# [What to do]
Exactness is required throughout. Return every record once more.

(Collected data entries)
⁂
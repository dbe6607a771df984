// Copyright (c) 2025 Felix Kahle.
//
// Permission is hereby granted, free of charge, to any person obtaining
// a copy of this software and associated documentation files (the
// "Software"), to deal in the Software without restriction, including
// without limitation the rights to use, copy, modify, merge, publish,
// distribute, sublicense, and/or sell copies of the Software, and to
// permit persons to whom the Software is furnished to do so, subject to
// the following conditions:
//
// The above copyright notice and this permission notice shall be
// included in all copies or substantial portions of the Software.
//
// THE SOFTWARE IS PROVIDED "AS IS", WITHOUT WARRANTY OF ANY KIND,
// EXPRESS OR IMPLIED, INCLUDING BUT NOT LIMITED TO THE WARRANTIES OF
// MERCHANTABILITY, FITNESS FOR A PARTICULAR PURPOSE AND
// NONINFRINGEMENT. IN NO EVENT SHALL THE AUTHORS OR COPYRIGHT HOLDERS BE
// LIABLE FOR ANY CLAIM, DAMAGES OR OTHER LIABILITY, WHETHER IN AN ACTION
// OF CONTRACT, TORT OR OTHERWISE, ARISING FROM, OUT OF OR IN CONNECTION
// WITH THE SOFTWARE OR THE USE OR OTHER DEALINGS IN THE SOFTWARE.

//! Sentinel constants for the exact-width integer types.

/// A trait for integer types that have a constant representing -1.
pub trait MinusOne {
    /// The constant representing -1 for the implementing type.
    const MINUS_ONE: Self;
}

/// A trait for integer types that have a constant representing +1.
pub trait PlusOne {
    /// The constant representing +1 for the implementing type.
    const PLUS_ONE: Self;
}

/// A trait for integer types that have a constant representing 0.
pub trait Zero {
    /// The constant representing 0 for the implementing type.
    const ZERO: Self;
}

macro_rules! impl_const_for {
    ($trait_name:ident, $const_name:ident, $value:expr; $($t:ident)*) => {$(
        impl $trait_name for $t {
            const $const_name: Self = $value;
        }
    )*};
}

impl_const_for!(MinusOne, MINUS_ONE, -1; i8 i16 i32 i64);
impl_const_for!(PlusOne, PLUS_ONE, 1; i8 i16 i32 i64 u8 u16 u32 u64);
impl_const_for!(Zero, ZERO, 0; i8 i16 i32 i64 u8 u16 u32 u64);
⁂
# [Task solution]
repository dbe6607a771df984
// Copyright (c) 2025 Felix Kahle.
//
// Permission is hereby granted, free of charge, to any person obtaining
// a copy of this software and associated documentation files (the
// "Software"), to deal in the Software without restriction, including
// without limitation the rights to use, copy, modify, merge, publish,
// distribute, sublicense, and/or sell copies of the Software, and to
// permit persons to whom the Software is furnished to do so, subject to
// the following conditions:
//
// The above copyright notice and this permission notice shall be
// included in all copies or substantial portions of the Software.
//
// THE SOFTWARE IS PROVIDED "AS IS", WITHOUT WARRANTY OF ANY KIND,
// EXPRESS OR IMPLIED, INCLUDING BUT NOT LIMITED TO THE WARRANTIES OF
// MERCHANTABILITY, FITNESS FOR A PARTICULAR PURPOSE AND
// NONINFRINGEMENT. IN NO EVENT SHALL THE AUTHORS OR COPYRIGHT HOLDERS BE
// LIABLE FOR ANY CLAIM, DAMAGES OR OTHER LIABILITY, WHETHER IN AN ACTION
// OF CONTRACT, TORT OR OTHERWISE, ARISING FROM, OUT OF OR IN CONNECTION
// WITH THE SOFTWARE OR THE USE OR OTHER DEALINGS IN THE SOFTWARE.

//! Sentinel constants for the exact-width integer types.

/// A trait for integer types that have a constant representing -1.
pub trait MinusOne {
    /// The constant representing -1 for the implementing type.
    const MINUS_ONE: Self;
}

/// A trait for integer types that have a constant representing +1.
pub trait PlusOne {
    /// The constant representing +1 for the implementing type.
    const PLUS_ONE: Self;
}

/// A trait for integer types that have a constant representing 0.
pub trait Zero {
    /// The constant representing 0 for the implementing type.
    const ZERO: Self;
}

macro_rules! impl_const_for {
    ($trait_name:ident, $const_name:ident, $value:expr; $($t:ident)*) => {$(
        impl $trait_name for $t {
            const $const_name: Self = $value;
        }
    )*};
}

impl_const_for!(MinusOne, MINUS_ONE, -1; i8 i16 i32 i64);
impl_const_for!(PlusOne, PLUS_ONE, 1; i8 i16 i32 i64 u8 u16 u32 u64);
impl_const_for!(Zero, ZERO, 0; i8 i16 i32 i64 u8 u16 u32 u64);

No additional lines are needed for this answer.